The "if" is correct. The "only if" is not. (I assume that '+' and '0' are used as shorthand for "any binary operation" and "the identity of that binary operation", as I don't recall cases where "+" and "*" are used for specific types of binary operations).

▲

susam 6 hours ago | parent | next [-]

> The "if" is correct. The "only if" is not.

Both "if" and "only if" are correct.

Let a + a + a = a. Adding the inverse of a to both sides, we get a + a = 0.

Let a + a = 0. Adding a to both sides, we get a + a + a = a.

> I assume that '+' and '0' are used as shorthand for "any binary operation" and "the identity of that binary operation"

Yes. As I mentioned in my previous comment, "In the last two examples, it is conventional to use product notation instead of +, although whether we use + or · for the binary operation does not matter mathematically."

In multiplicative notation, the statement becomes: a·a·a = a holds if and only if a·a = e, where e denotes the identity element.

▲

HWR_14 6 hours ago | parent [-]

> mentioned this in my previous comment

You did. I'm sorry I glossed over the ending to your comment. I was focused on a counterexample I was working on and went only on my memory of group theory.

> Adding the additive inverse of a, i.e., -a from both sides, we get a + a = 0.

That assumes associativity, but that's a nitpick, not a real objection.

In reality, I got a bit tired and mentally shifted the question to a + a + a = 0, not a + a + a = a. That of course has numerous examples. But is irrelevant.

Thanks for taking the time for the thoughtful, and non-snarky, response. Sorry if I was abrupt before.

▲

susam 6 hours ago | parent [-]

> That assumes associativity, but that's a nitpick, not a real objection.

I don't think that is a valid nitpick. My earlier comments assume associativity because a group operation is associative by definition. If we do not allow associativity, then the algebraic structure we are working with is no longer a group at all. It would just be a loop (which is a quasigroup which in turn is magma).

> Thanks for taking the time for the thoughtful, and non-snarky, response. Sorry if I was abrupt before.

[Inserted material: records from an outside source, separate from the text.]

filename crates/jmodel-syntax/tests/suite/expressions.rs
use jmodel_syntax::{
    parse, parse_expression, BinaryOp, Expr, LiteralKind, MemberDecl, TypeRefKind, UnaryOp,
};
use pretty_assertions::assert_eq;

fn expr(text: &str) -> Expr {
    let (expr, errors) = parse_expression(text);
    assert!(errors.is_empty(), "errors for {text}: {errors:?}");
    expr
}

#[test]
fn binary_precedence_and_associativity() {
    let Expr::Binary(add) = expr("1 + 2 * 3 - 4") else {
        panic!("expected binary");
    };
    assert_eq!(add.op, BinaryOp::Sub);
    let Expr::Binary(lhs) = add.lhs.as_ref() else {
        panic!("expected binary lhs");
    };
    assert_eq!(lhs.op, BinaryOp::Add);
    assert!(matches!(lhs.rhs.as_ref(), Expr::Binary(mul) if mul.op == BinaryOp::Mul));
}

#[test]
fn shift_operators_are_joined_from_angle_tokens() {
    let ops: Vec<BinaryOp> = ["1 >> 2", "1 >>> 2", "1 << 2", "1 >= 2", "1 > 2"]
        .into_iter()
        .map(|text| match expr(text) {
            Expr::Binary(binary) => binary.op,
            other => panic!("unexpected {other:?}"),
        })
        .collect();
    assert_eq!(
        ops,
        vec![
            BinaryOp::Shr,
            BinaryOp::UShr,
            BinaryOp::Shl,
            BinaryOp::Ge,
            BinaryOp::Gt
        ]
    );
}

#[test]
fn conditional_unary_and_casts() {
    assert!(matches!(expr("a ? 1 : b ? 2 : 3"), Expr::Conditional(c) if matches!(*c.else_expr, Expr::Conditional(_))));
    assert!(matches!(expr("-~1"), Expr::Unary(u) if u.op == UnaryOp::Minus));
    assert!(matches!(expr("(int) 3.5"), Expr::Cast(_)));
    assert!(matches!(expr("(String) name"), Expr::Cast(_)));
    assert!(matches!(expr("(a) - 1"), Expr::Binary(b) if matches!(*b.lhs, Expr::Paren(_))));
}

#[test]
fn names_class_literals_and_calls() {
    assert_eq!(
        expr("java.lang.Integer.MAX_VALUE").qualified_name().as_deref(),
        Some("java.lang.Integer.MAX_VALUE")
    );

    let Expr::ClassLiteral(lit) = expr("String[][].class") else {
        panic!("expected class literal");
    };
    assert_eq!(lit.ty.erased_text(), "String[][]");

    let Expr::ClassLiteral(lit) = expr("int.class") else {
        panic!("expected class literal");
    };
    assert_eq!(lit.ty.kind, TypeRefKind::Primitive("int".to_string()));

    assert!(matches!(expr("void.class"), Expr::ClassLiteral(lit) if lit.ty.kind == TypeRefKind::Void));
    assert!(matches!(expr("List.of(1, 2)"), Expr::Call(call) if call.args.len() == 2));
    assert!(matches!(expr("new Object()"), Expr::New(_)));
    assert!(matches!(expr("true"), Expr::Literal(lit) if lit.kind == LiteralKind::True));
}

#[test]
fn unsupported_expressions_become_opaque() {
    let text = "class A { Runnable r = () -> { int x = 1; }, s = x -> x; java.util.Map<String, Integer> m = new java.util.HashMap<String, Integer>() {}; int[] a = {1, 2}; }";
    let parse = parse(text);
    assert!(parse.errors().is_empty(), "{:?}", parse.errors());
    let decl = &parse.compilation_unit().types[0];
    let initializers: Vec<_> = decl
        .members
        .iter()
        .filter_map(|m| match m {
            MemberDecl::Field(field) => Some(field),
            _ => None,
        })
        .flat_map(|field| field.declarators.iter())
        .map(|d| d.initializer.clone().expect("initializer"))
        .collect();
    assert_eq!(initializers.len(), 4);
    assert!(matches!(initializers[0], Expr::Opaque(_)));
    assert!(matches!(initializers[1], Expr::Opaque(_)));
    assert!(matches!(initializers[2], Expr::Opaque(_)));
    assert!(matches!(&initializers[3], Expr::ArrayInit(array) if array.elements.len() == 2));

    let range = initializers[1].range();
    assert_eq!(&text[range.start..range.end], "x -> x");
}
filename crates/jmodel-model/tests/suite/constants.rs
use jmodel_model::{ConstValue, LookupEnvironment, Value};
use pretty_assertions::assert_eq;

use super::source_env;

const K: &str = r#"package c;

public class K {
    static final int BASE = 10;
    static final long BIG = BASE * 1000L;
    static final String S = "v" + BASE;
    static final boolean F = BASE > 5 && !false;
    static final int SHIFT = -1 >>> 28;
    static final char C = 'a' + 1;
    static final double D = 1 / 2.0;
    static final int TERN = BASE > 5 ? 1 : 2;
    static final int OVER = Integer.MAX_VALUE + 1;
    static final int BY_ZERO = 1 / 0;
    static final int LOOP_A = LOOP_B + 1;
    static final int LOOP_B = LOOP_A + 1;
    int notConst = 3;
    static final int NOT = notConst + 1;
    static final int FROM_OTHER = Other.LIMIT * 2;
}

class Other {
    static final int LIMIT = 21;
}
"#;

fn env() -> LookupEnvironment {
    source_env(&[("c/K.java", K)])
}

fn constant(env: &LookupEnvironment, field: &str) -> Option<Value> {
    env.find_type("c.K")
        .unwrap()
        .field(field)
        .unwrap()
        .constant_value()
}

#[test]
fn field_initializers_fold() {
    let env = env();
    assert_eq!(constant(&env, "BASE"), Some(Value::Int(10)));
    assert_eq!(constant(&env, "BIG"), Some(Value::Long(10_000)));
    assert_eq!(constant(&env, "S"), Some(Value::String("v10".into())));
    assert_eq!(constant(&env, "F"), Some(Value::Boolean(true)));
    assert_eq!(constant(&env, "SHIFT"), Some(Value::Int(15)));
    assert_eq!(constant(&env, "C"), Some(Value::Char('b')));
    assert_eq!(constant(&env, "D"), Some(Value::Double(0.5)));
    assert_eq!(constant(&env, "TERN"), Some(Value::Int(1)));
    assert_eq!(constant(&env, "OVER"), Some(Value::Int(i32::MIN)));
    assert_eq!(constant(&env, "FROM_OTHER"), Some(Value::Int(42)));
}

#[test]
fn non_constants_have_no_value() {
    let env = env();
    assert_eq!(constant(&env, "BY_ZERO"), None);
    assert_eq!(constant(&env, "notConst"), None);
    assert_eq!(constant(&env, "NOT"), None);
}

#[test]
fn cyclic_initializers_terminate() {
    let env = env();
    assert_eq!(constant(&env, "LOOP_A"), None);
    assert_eq!(constant(&env, "LOOP_B"), None);
}

#[test]
fn raw_constants_match_values() {
    let env = env();
    let k = env.find_type("c.K").unwrap();
    let big = k.field("BIG").unwrap();
    assert_eq!(big.constant(), Some(&ConstValue::Long(10_000)));
    assert_eq!(big.to_string(), "static final long BIG = 10000L");
}

#[test]
fn standalone_expressions() {
    let env = env();
    assert_eq!(env.evaluate("1 + 2", None), Value::Int(3));
    assert_eq!(env.evaluate("\"a\" + 1 + 'b'", None), Value::String("a1b".into()));
    assert_eq!(env.evaluate("Integer.MAX_VALUE", None), Value::Int(i32::MAX));
    assert_eq!(env.evaluate("Integer.BYTES", None), Value::Int(4));
    assert_eq!(env.evaluate("(byte) 200", None), Value::Byte(-56));
    assert_eq!(env.evaluate("1 +", None), Value::Unknown);
    assert_eq!(env.evaluate("BASE", None), Value::Unknown);
}

#[test]
fn expressions_resolve_inside_a_context_type() {
    let env = env();
    let k = env.find_type("c.K").unwrap();
    assert_eq!(env.evaluate("BASE * 2", Some(&k)), Value::Int(20));
    assert_eq!(env.evaluate("Other.LIMIT", Some(&k)), Value::Int(21));
    assert_eq!(env.evaluate("c.K.BASE + 1", None), Value::Int(11));
}

#[test]
fn binary_constants_are_available_to_source() {
    let env = LookupEnvironment::builder()
        .source_text(
            "/mem/c/Uses.java",
            "package c;\npublic class Uses {\n    public static final long MAX = Long.MAX_VALUE - Integer.MAX_VALUE;\n}\n",
        )
        .build()
        .unwrap();
    let uses = env.find_type("c.Uses").unwrap();
    assert_eq!(
        uses.field("MAX").unwrap().constant_value(),
        Some(Value::Long(i64::MAX - i64::from(i32::MAX)))
    );
}
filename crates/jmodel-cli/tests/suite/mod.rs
mod cli;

No worries at all. I'm glad to have a place on the Internet where I can talk about these things now and then. Thank you for engaging in the discussion.

	▲	HWR_14 5 hours ago \| parent [-]
		You are again right. I misrecalled a group as a loop. Thank you again. It's been too long since I've had to use this knowledge and am happy to have the opportunity to (try to) use it.

▲

patrickthebold 6 hours ago | parent | prev [-]

I'd be good to give an example of where the 'only if' doesn't apply. If only to clear up the confusion.

	▲	HWR_14 6 hours ago \| parent [-]
		Sorry, I had a mental skip. I was thinking of solutions to a+a+a=0, not a+a+a=a.